Copy out each line below that has the word "AppDirs" in it.

**Task material:**

========================

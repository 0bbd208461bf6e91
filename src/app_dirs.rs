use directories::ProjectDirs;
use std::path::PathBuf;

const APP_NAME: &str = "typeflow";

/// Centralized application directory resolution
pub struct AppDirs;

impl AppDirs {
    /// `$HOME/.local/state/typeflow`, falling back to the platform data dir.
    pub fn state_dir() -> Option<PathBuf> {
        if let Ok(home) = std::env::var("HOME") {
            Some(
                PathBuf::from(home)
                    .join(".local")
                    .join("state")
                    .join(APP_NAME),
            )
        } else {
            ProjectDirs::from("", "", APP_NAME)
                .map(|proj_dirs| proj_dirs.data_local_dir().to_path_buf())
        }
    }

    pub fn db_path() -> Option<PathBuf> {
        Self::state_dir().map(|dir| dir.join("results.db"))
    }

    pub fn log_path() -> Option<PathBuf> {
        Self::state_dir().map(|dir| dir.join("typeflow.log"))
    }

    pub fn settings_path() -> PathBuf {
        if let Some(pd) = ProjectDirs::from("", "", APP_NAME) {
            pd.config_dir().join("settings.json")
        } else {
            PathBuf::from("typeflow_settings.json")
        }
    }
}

========================

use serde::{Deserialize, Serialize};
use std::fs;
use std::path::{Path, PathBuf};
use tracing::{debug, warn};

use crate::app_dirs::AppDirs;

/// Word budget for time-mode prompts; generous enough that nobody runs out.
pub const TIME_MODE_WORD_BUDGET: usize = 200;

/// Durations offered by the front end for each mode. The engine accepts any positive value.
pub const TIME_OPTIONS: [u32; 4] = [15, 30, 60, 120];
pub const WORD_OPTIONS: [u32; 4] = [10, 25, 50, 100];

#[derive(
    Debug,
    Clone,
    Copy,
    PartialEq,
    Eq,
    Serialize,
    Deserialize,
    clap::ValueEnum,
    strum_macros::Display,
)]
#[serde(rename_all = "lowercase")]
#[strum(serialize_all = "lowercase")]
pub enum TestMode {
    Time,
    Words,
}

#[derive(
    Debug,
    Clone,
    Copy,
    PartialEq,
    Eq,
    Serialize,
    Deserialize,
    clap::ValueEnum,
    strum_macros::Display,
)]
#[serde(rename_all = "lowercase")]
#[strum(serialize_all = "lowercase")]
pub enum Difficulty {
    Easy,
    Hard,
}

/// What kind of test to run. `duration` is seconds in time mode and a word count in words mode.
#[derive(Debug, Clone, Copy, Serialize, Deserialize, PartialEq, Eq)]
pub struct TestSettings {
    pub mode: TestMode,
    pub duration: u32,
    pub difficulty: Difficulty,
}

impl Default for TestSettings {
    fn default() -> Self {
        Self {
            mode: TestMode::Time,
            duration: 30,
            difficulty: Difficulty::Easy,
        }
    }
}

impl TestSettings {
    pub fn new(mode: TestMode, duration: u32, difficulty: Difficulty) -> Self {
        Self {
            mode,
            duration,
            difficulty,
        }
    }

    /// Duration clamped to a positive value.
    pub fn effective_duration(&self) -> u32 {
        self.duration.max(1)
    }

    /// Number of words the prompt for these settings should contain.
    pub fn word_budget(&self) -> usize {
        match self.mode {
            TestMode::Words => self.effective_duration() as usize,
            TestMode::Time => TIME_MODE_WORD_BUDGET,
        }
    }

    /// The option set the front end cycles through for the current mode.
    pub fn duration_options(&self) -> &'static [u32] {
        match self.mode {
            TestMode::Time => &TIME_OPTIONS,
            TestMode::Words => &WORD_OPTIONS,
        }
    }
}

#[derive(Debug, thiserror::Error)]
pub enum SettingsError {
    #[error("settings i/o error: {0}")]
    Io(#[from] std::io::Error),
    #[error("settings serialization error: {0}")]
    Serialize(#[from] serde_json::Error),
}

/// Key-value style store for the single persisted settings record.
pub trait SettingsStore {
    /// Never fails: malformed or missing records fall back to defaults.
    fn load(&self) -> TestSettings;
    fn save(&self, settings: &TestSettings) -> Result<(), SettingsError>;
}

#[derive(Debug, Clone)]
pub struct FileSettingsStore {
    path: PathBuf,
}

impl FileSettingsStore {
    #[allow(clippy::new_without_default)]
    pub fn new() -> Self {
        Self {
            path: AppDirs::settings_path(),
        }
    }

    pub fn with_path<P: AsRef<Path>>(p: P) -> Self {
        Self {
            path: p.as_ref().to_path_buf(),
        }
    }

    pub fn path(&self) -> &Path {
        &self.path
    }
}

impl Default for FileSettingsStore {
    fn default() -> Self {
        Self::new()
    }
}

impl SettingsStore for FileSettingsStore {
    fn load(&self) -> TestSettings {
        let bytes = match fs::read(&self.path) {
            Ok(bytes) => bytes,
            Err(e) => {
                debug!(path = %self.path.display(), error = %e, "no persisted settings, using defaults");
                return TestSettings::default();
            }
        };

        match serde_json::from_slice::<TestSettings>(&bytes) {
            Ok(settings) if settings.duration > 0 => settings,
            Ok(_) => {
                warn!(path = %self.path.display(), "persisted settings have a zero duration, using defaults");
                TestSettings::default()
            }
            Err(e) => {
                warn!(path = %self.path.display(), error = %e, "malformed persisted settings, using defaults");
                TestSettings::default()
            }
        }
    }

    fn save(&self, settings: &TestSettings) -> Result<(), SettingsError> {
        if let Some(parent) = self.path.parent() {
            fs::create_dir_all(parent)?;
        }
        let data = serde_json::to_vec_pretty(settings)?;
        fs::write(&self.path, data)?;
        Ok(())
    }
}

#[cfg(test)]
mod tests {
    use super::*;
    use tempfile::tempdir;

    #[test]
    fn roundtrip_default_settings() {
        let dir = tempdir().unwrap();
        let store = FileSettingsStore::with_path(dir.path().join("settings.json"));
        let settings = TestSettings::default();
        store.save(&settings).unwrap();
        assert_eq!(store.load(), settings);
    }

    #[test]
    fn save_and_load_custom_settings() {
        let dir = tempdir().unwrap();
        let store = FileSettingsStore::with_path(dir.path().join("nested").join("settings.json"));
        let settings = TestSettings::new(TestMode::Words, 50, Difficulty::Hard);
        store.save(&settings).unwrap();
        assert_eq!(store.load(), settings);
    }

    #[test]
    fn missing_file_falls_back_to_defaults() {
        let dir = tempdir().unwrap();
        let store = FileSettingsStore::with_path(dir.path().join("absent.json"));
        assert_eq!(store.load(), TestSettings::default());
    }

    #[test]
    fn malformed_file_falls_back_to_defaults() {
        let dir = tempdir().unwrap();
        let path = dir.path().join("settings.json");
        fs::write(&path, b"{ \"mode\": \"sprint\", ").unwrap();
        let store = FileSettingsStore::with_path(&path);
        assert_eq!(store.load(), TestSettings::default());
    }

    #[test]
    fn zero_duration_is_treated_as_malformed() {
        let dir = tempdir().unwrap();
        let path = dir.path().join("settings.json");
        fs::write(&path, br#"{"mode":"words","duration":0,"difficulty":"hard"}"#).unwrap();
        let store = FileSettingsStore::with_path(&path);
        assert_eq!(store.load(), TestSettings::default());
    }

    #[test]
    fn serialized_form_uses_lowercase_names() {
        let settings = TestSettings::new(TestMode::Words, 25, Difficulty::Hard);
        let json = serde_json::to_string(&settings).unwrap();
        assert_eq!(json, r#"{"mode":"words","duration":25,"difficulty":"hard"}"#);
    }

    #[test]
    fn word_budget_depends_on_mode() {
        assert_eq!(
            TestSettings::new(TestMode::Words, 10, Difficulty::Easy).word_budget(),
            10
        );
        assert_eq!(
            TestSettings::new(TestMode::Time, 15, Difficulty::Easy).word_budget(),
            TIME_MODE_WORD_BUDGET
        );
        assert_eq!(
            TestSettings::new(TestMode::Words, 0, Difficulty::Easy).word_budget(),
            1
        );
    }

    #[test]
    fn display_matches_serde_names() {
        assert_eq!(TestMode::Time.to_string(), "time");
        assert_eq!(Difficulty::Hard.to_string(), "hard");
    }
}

========================

**Task response:**
pub struct AppDirs;
impl AppDirs {
use crate::app_dirs::AppDirs;
            path: AppDirs::settings_path(),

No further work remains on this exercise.